This chapter describes how the compiler works by default and how to customize the compiler's output. It covers both 16-bit and 32-bit compilations.

The Command Line

The compiler comes in two forms, the command line tools and the IDDE. The free downloadable version is run from the command line. The IDDE version comes on the CD. To run the command line tools, open a console window. Under Windows XP, click on [Start] then [Command Prompt].

A Simple Example

To illustrate compiling the classic hello world! program using the console compiler, create a text file hello.c with the contents:

#include <stdio.h>

void main() {
  printf("hello world!\n");
}

Compile and link it with the following command:

dmc hello

which will compile hello.c to create the object file hello.obj which is linked to generate the executable hello.exe. To run the executable type:

hello

which will print:

hello world!

Compilation Process

Digital Mars C++ is an extremely fast one-pass compilation system with highly effective register utilization. An optional global optimization facility provides tight and efficient object code. Run the compiler from within the IDDE or more traditionally using dmc from the console command line.

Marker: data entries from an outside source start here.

//! Application state for Axum handlers.

use jobline_engine::JobEngine;

/// Shared application state.
#[derive(Clone)]
pub struct AppState {
    pub engine: JobEngine,
}

impl AppState {
    /// Creates a new application state.
    pub fn new(engine: JobEngine) -> Self {
        Self { engine }
    }
}
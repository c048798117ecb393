//! SQLite job store implementation.

use crate::{storage_error, DatabasePool};
use async_trait::async_trait;
use chrono::{DateTime, SecondsFormat, Utc};
use jobline_engine::{JobError, JobId, JobRecord, JobResult, JobStatus, JobStore};
use sqlx::FromRow;
use tracing::debug;

/// SQLite-backed [`JobStore`].
#[derive(Clone)]
pub struct SqliteJobStore {
    pool: DatabasePool,
}

impl SqliteJobStore {
    /// Creates a new store over an established pool.
    #[must_use]
    pub fn new(pool: DatabasePool) -> Self {
        Self { pool }
    }
}

/// Database row representation of a job.
#[derive(Debug, FromRow)]
struct JobRow {
    id: String,
    inputs: String,
    status: String,
    progress: i64,
    error: Option<String>,
    retry_count: i64,
    created_at: String,
    updated_at: String,
}

impl TryFrom<JobRow> for JobRecord {
    type Error = JobError;

    fn try_from(row: JobRow) -> Result<Self, Self::Error> {
        let inputs: Vec<String> = serde_json::from_str(&row.inputs).map_err(|e| {
            JobError::StorageUnavailable(format!("Invalid inputs in database: {}", e))
        })?;
        let status = row.status.parse::<JobStatus>().map_err(|_| {
            JobError::StorageUnavailable(format!("Invalid status in database: {}", row.status))
        })?;
        let progress = u8::try_from(row.progress)
            .ok()
            .filter(|p| *p <= 100)
            .ok_or_else(|| {
                JobError::StorageUnavailable(format!(
                    "Invalid progress in database: {}",
                    row.progress
                ))
            })?;
        let retry_count = u32::try_from(row.retry_count).map_err(|_| {
            JobError::StorageUnavailable(format!(
                "Invalid retry count in database: {}",
                row.retry_count
            ))
        })?;

        Ok(JobRecord {
            id: JobId::from_string(row.id),
            inputs,
            status,
            progress,
            error: row.error,
            retry_count,
            created_at: parse_timestamp(&row.created_at)?,
            updated_at: parse_timestamp(&row.updated_at)?,
        })
    }
}

/// Fixed-width RFC 3339 so that text ordering matches time ordering.
fn format_timestamp(ts: &DateTime<Utc>) -> String {
    ts.to_rfc3339_opts(SecondsFormat::Nanos, true)
}

fn parse_timestamp(s: &str) -> JobResult<DateTime<Utc>> {
    DateTime::parse_from_rfc3339(s)
        .map(|ts| ts.with_timezone(&Utc))
        .map_err(|e| JobError::StorageUnavailable(format!("Invalid timestamp in database: {}", e)))
}

fn encode_inputs(inputs: &[String]) -> JobResult<String> {
    serde_json::to_string(inputs)
        .map_err(|e| JobError::StorageUnavailable(format!("Failed to encode inputs: {}", e)))
}

#[async_trait]
impl JobStore for SqliteJobStore {
    async fn create(&self, job: &JobRecord) -> JobResult<()> {
        debug!(job_id = %job.id, "Inserting job");

        let result = sqlx::query(
            r#"
            INSERT INTO jobs (id, inputs, status, progress, error, retry_count,
                              created_at, updated_at)
            VALUES (?, ?, ?, ?, ?, ?, ?, ?)
            "#,
        )
        .bind(job.id.as_str())
        .bind(encode_inputs(&job.inputs)?)
        .bind(job.status.as_str())
        .bind(i64::from(job.progress))
        .bind(job.error.as_deref())
        .bind(i64::from(job.retry_count))
        .bind(format_timestamp(&job.created_at))
        .bind(format_timestamp(&job.updated_at))
        .execute(self.pool.inner())
        .await;

        match result {
            Ok(_) => Ok(()),
            Err(sqlx::Error::Database(db)) if db.is_unique_violation() => Err(
                JobError::InvalidInput(format!("Job already exists: {}", job.id)),
            ),
            Err(e) => Err(storage_error("Failed to insert job", e)),
        }
    }

    async fn get(&self, id: &JobId) -> JobResult<Option<JobRecord>> {
        debug!(job_id = %id, "Finding job");

        let row = sqlx::query_as::<_, JobRow>(
            r#"
            SELECT id, inputs, status, progress, error, retry_count,
                   created_at, updated_at
            FROM jobs
            WHERE id = ?
            "#,
        )
        .bind(id.as_str())
        .fetch_optional(self.pool.inner())
        .await
        .map_err(|e| storage_error("Failed to load job", e))?;

        row.map(JobRecord::try_from).transpose()
    }

    async fn update(&self, job: &JobRecord) -> JobResult<()> {
        debug!(job_id = %job.id, status = %job.status, "Updating job");

        let result = sqlx::query(
            r#"
            UPDATE jobs
            SET inputs = ?, status = ?, progress = ?, error = ?, retry_count = ?,
                updated_at = ?
            WHERE id = ?
            "#,
        )
        .bind(encode_inputs(&job.inputs)?)
        .bind(job.status.as_str())
        .bind(i64::from(job.progress))
        .bind(job.error.as_deref())
        .bind(i64::from(job.retry_count))
        .bind(format_timestamp(&job.updated_at))
        .bind(job.id.as_str())
        .execute(self.pool.inner())
        .await
        .map_err(|e| storage_error("Failed to update job", e))?;

        if result.rows_affected() == 0 {
            return Err(JobError::NotFound(job.id.to_string()));
        }
        Ok(())
    }

    async fn list(&self, status: Option<JobStatus>) -> JobResult<Vec<JobRecord>> {
        debug!(status = ?status, "Listing jobs");

        let rows = match status {
            Some(status) => {
                sqlx::query_as::<_, JobRow>(
                    r#"
                    SELECT id, inputs, status, progress, error, retry_count,
                           created_at, updated_at
                    FROM jobs
                    WHERE status = ?
                    ORDER BY created_at DESC, id DESC
                    "#,
                )
                .bind(status.as_str())
                .fetch_all(self.pool.inner())
                .await
            }
            None => {
                sqlx::query_as::<_, JobRow>(
                    r#"
                    SELECT id, inputs, status, progress, error, retry_count,
                           created_at, updated_at
                    FROM jobs
                    ORDER BY created_at DESC, id DESC
                    "#,
                )
                .fetch_all(self.pool.inner())
                .await
            }
        }
        .map_err(|e| storage_error("Failed to list jobs", e))?;

        rows.into_iter().map(JobRecord::try_from).collect()
    }
}
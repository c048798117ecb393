//! Application assembly.

use anyhow::Context;
use axum::Router;
use jobline_config::AppConfig;
use jobline_engine::{
    register_metrics, InMemoryJobStore, JobEngine, JobStore, SimulatedWorkUnit,
};
use jobline_repository::{create_pool, DatabasePool, SqliteJobStore};
use jobline_rest::{create_router, AppState};
use std::future::Future;
use std::sync::Arc;
use tokio::net::TcpListener;
use tracing::info;

/// A fully wired application, ready to serve.
pub struct App {
    config: AppConfig,
    engine: JobEngine,
    pool: Option<DatabasePool>,
}

impl App {
    /// Builds storage and the engine from configuration.
    ///
    /// An empty `database.url` keeps jobs in memory.
    pub async fn build(config: AppConfig) -> anyhow::Result<Self> {
        register_metrics();

        let (store, pool): (Arc<dyn JobStore>, Option<DatabasePool>) =
            if config.database.is_persistent() {
                let pool = create_pool(&config.database)
                    .await
                    .context("Failed to open job database")?;
                (Arc::new(SqliteJobStore::new(pool.clone())), Some(pool))
            } else {
                info!("No database configured, keeping jobs in memory");
                (Arc::new(InMemoryJobStore::new()), None)
            };

        let work = Arc::new(SimulatedWorkUnit::from(&config.engine.simulation));
        let engine = JobEngine::new(store, work, &config.engine)
            .context("Failed to create job engine")?;

        Ok(Self {
            config,
            engine,
            pool,
        })
    }

    /// Returns the job engine.
    pub fn engine(&self) -> &JobEngine {
        &self.engine
    }

    /// Builds the HTTP router over this application's engine.
    pub fn router(&self) -> Router {
        create_router(AppState::new(self.engine.clone()), &self.config.server)
    }

    /// Serves HTTP until `shutdown` resolves.
    ///
    /// The engine is stopped as soon as the signal arrives, so in-flight jobs
    /// reach a terminal state before open connections drain.
    pub async fn serve<F>(self, listener: TcpListener, shutdown: F) -> anyhow::Result<()>
    where
        F: Future<Output = ()> + Send + 'static,
    {
        let router = self.router();
        let engine = self.engine.clone();

        if let Ok(addr) = listener.local_addr() {
            info!("Starting REST server on http://{}", addr);
        }

        axum::serve(listener, router)
            .with_graceful_shutdown(async move {
                shutdown.await;
                engine.shutdown().await;
            })
            .await
            .context("REST server error")?;

        self.engine.shutdown().await;
        if let Some(pool) = &self.pool {
            pool.close().await;
        }
        Ok(())
    }
}
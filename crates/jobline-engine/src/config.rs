//! Job engine configuration.

use crate::error::{JobError, JobResult};
use serde::{Deserialize, Serialize};
use std::time::Duration;

/// Configuration for the job engine.
#[derive(Debug, Clone, Default, Serialize, Deserialize)]
pub struct EngineConfig {
    /// Job runner configuration.
    #[serde(default)]
    pub runner: RunnerConfig,

    /// Retry backoff configuration.
    #[serde(default)]
    pub retry: RetryConfig,

    /// Notification hub configuration.
    #[serde(default)]
    pub hub: HubConfig,

    /// Simulated work unit configuration.
    #[serde(default)]
    pub simulation: SimulationConfig,
}

impl EngineConfig {
    /// Checks values the engine cannot work with.
    ///
    /// Every problem found is reported in one error.
    pub fn validate(&self) -> JobResult<()> {
        let problems = self.problems();
        if problems.is_empty() {
            Ok(())
        } else {
            Err(JobError::Configuration(problems.join("; ")))
        }
    }

    /// Describes each value the engine cannot work with.
    pub fn problems(&self) -> Vec<String> {
        let mut problems = Vec::new();
        if self.retry.base_delay_ms == 0 {
            problems.push("engine.retry.base_delay_ms must be greater than zero".to_string());
        }
        if self.retry.max_delay_units == 0 {
            problems.push("engine.retry.max_delay_units must be greater than zero".to_string());
        }
        if self.hub.subscriber_buffer == 0 {
            problems.push("engine.hub.subscriber_buffer must be greater than zero".to_string());
        }
        if !(0.0..=1.0).contains(&self.simulation.success_rate) {
            problems.push(format!(
                "engine.simulation.success_rate must be within [0, 1], got {}",
                self.simulation.success_rate
            ));
        }
        if self.simulation.step == 0 || self.simulation.step > 100 {
            problems.push(format!(
                "engine.simulation.step must be within 1..=100, got {}",
                self.simulation.step
            ));
        }
        problems
    }
}

/// Job runner configuration.
#[derive(Debug, Clone, Serialize, Deserialize)]
pub struct RunnerConfig {
    /// Maximum wall time of a single run in seconds (0 = unlimited).
    #[serde(default = "default_max_run")]
    pub max_run_secs: u64,

    /// Time to wait for in-flight runs on shutdown, in seconds.
    #[serde(default = "default_shutdown_timeout")]
    pub shutdown_timeout_secs: u64,
}

impl Default for RunnerConfig {
    fn default() -> Self {
        Self {
            max_run_secs: default_max_run(),
            shutdown_timeout_secs: default_shutdown_timeout(),
        }
    }
}

impl RunnerConfig {
    /// Returns the run time budget, if any.
    pub fn max_run(&self) -> Option<Duration> {
        (self.max_run_secs > 0).then(|| Duration::from_secs(self.max_run_secs))
    }

    /// Returns shutdown timeout as Duration.
    pub fn shutdown_timeout(&self) -> Duration {
        Duration::from_secs(self.shutdown_timeout_secs)
    }
}

fn default_max_run() -> u64 {
    300 // 5 minutes
}

fn default_shutdown_timeout() -> u64 {
    10
}

/// Retry backoff configuration.
#[derive(Debug, Clone, Serialize, Deserialize)]
pub struct RetryConfig {
    /// Length of one backoff time unit in milliseconds.
    #[serde(default = "default_base_delay")]
    pub base_delay_ms: u64,

    /// Backoff cap, in time units.
    #[serde(default = "default_max_delay_units")]
    pub max_delay_units: u64,

    /// Add random jitter to delays.
    #[serde(default)]
    pub jitter: bool,
}

impl Default for RetryConfig {
    fn default() -> Self {
        Self {
            base_delay_ms: default_base_delay(),
            max_delay_units: default_max_delay_units(),
            jitter: false,
        }
    }
}

fn default_base_delay() -> u64 {
    1000 // 1 second
}

fn default_max_delay_units() -> u64 {
    60
}

/// Notification hub configuration.
#[derive(Debug, Clone, Serialize, Deserialize)]
pub struct HubConfig {
    /// Per-subscriber buffer; a subscriber that falls this far behind is dropped.
    #[serde(default = "default_subscriber_buffer")]
    pub subscriber_buffer: usize,
}

impl Default for HubConfig {
    fn default() -> Self {
        Self {
            subscriber_buffer: default_subscriber_buffer(),
        }
    }
}

fn default_subscriber_buffer() -> usize {
    256
}

/// Simulated work unit configuration.
#[derive(Debug, Clone, Serialize, Deserialize)]
pub struct SimulationConfig {
    /// Progress increment between checkpoints.
    #[serde(default = "default_step")]
    pub step: u8,

    /// Delay between checkpoints in milliseconds.
    #[serde(default = "default_step_delay")]
    pub step_delay_ms: u64,

    /// Probability that an attempt succeeds.
    #[serde(default = "default_success_rate")]
    pub success_rate: f64,

    /// Error reported by a failed attempt.
    #[serde(default = "default_failure_message")]
    pub failure_message: String,
}

impl Default for SimulationConfig {
    fn default() -> Self {
        Self {
            step: default_step(),
            step_delay_ms: default_step_delay(),
            success_rate: default_success_rate(),
            failure_message: default_failure_message(),
        }
    }
}

impl SimulationConfig {
    /// Returns the checkpoint delay as Duration.
    pub fn step_delay(&self) -> Duration {
        Duration::from_millis(self.step_delay_ms)
    }
}

fn default_step() -> u8 {
    20
}

fn default_step_delay() -> u64 {
    2000
}

fn default_success_rate() -> f64 {
    0.8
}

fn default_failure_message() -> String {
    "Mock processing error occurred".to_string()
}

#[cfg(test)]
mod tests {
    use super::*;

    #[test]
    fn test_defaults_are_valid() {
        let config = EngineConfig::default();
        assert!(config.validate().is_ok());
        assert_eq!(config.retry.max_delay_units, 60);
        assert_eq!(config.runner.max_run(), Some(Duration::from_secs(300)));
    }

    #[test]
    fn test_zero_max_run_means_unlimited() {
        let config = RunnerConfig {
            max_run_secs: 0,
            ..RunnerConfig::default()
        };
        assert!(config.max_run().is_none());
    }

    #[test]
    fn test_rejects_out_of_range_success_rate() {
        let mut config = EngineConfig::default();
        config.simulation.success_rate = 1.5;
        assert!(matches!(config.validate(), Err(JobError::Configuration(_))));
    }

    #[test]
    fn test_reports_every_problem() {
        let mut config = EngineConfig::default();
        config.retry.max_delay_units = 0;
        config.simulation.step = 101;

        let problems = config.problems();
        assert_eq!(problems.len(), 2);
        assert!(problems[0].starts_with("engine.retry.max_delay_units"));
        assert!(problems[1].contains("got 101"));
        match config.validate() {
            Err(JobError::Configuration(message)) => assert_eq!(message, problems.join("; ")),
            other => panic!("unexpected result: {:?}", other),
        }
    }

    #[test]
    fn test_rejects_zero_buffer() {
        let mut config = EngineConfig::default();
        config.hub.subscriber_buffer = 0;
        assert!(config.validate().is_err());
    }

    #[test]
    fn test_partial_toml_uses_defaults() {
        let config: EngineConfig = serde_json::from_str(r#"{"retry": {"jitter": true}}"#).unwrap();
        assert!(config.retry.jitter);
        assert_eq!(config.retry.base_delay_ms, 1000);
        assert_eq!(config.simulation.step, 20);
    }
}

The compiler executables can compile either C or C++ files. The preprocessor is integrated in; but for specialized applications a separate standalone preprocessor is also included.

As it runs, the compiler reads the source files, executes all preprocessor functions, checks for any syntax errors, optimizes the program, generates machine code, and outputs an object (.obj) file suitable for input to the linker.

Startup code

Programs compiled with Digital Mars C++ call one of several startup functions before passing control to a program's main() routine. (The startup function called depends on what kind of application is being built, as described in __acrtused.) This startup function performs any required initializations such as initializing data and running the static constructors.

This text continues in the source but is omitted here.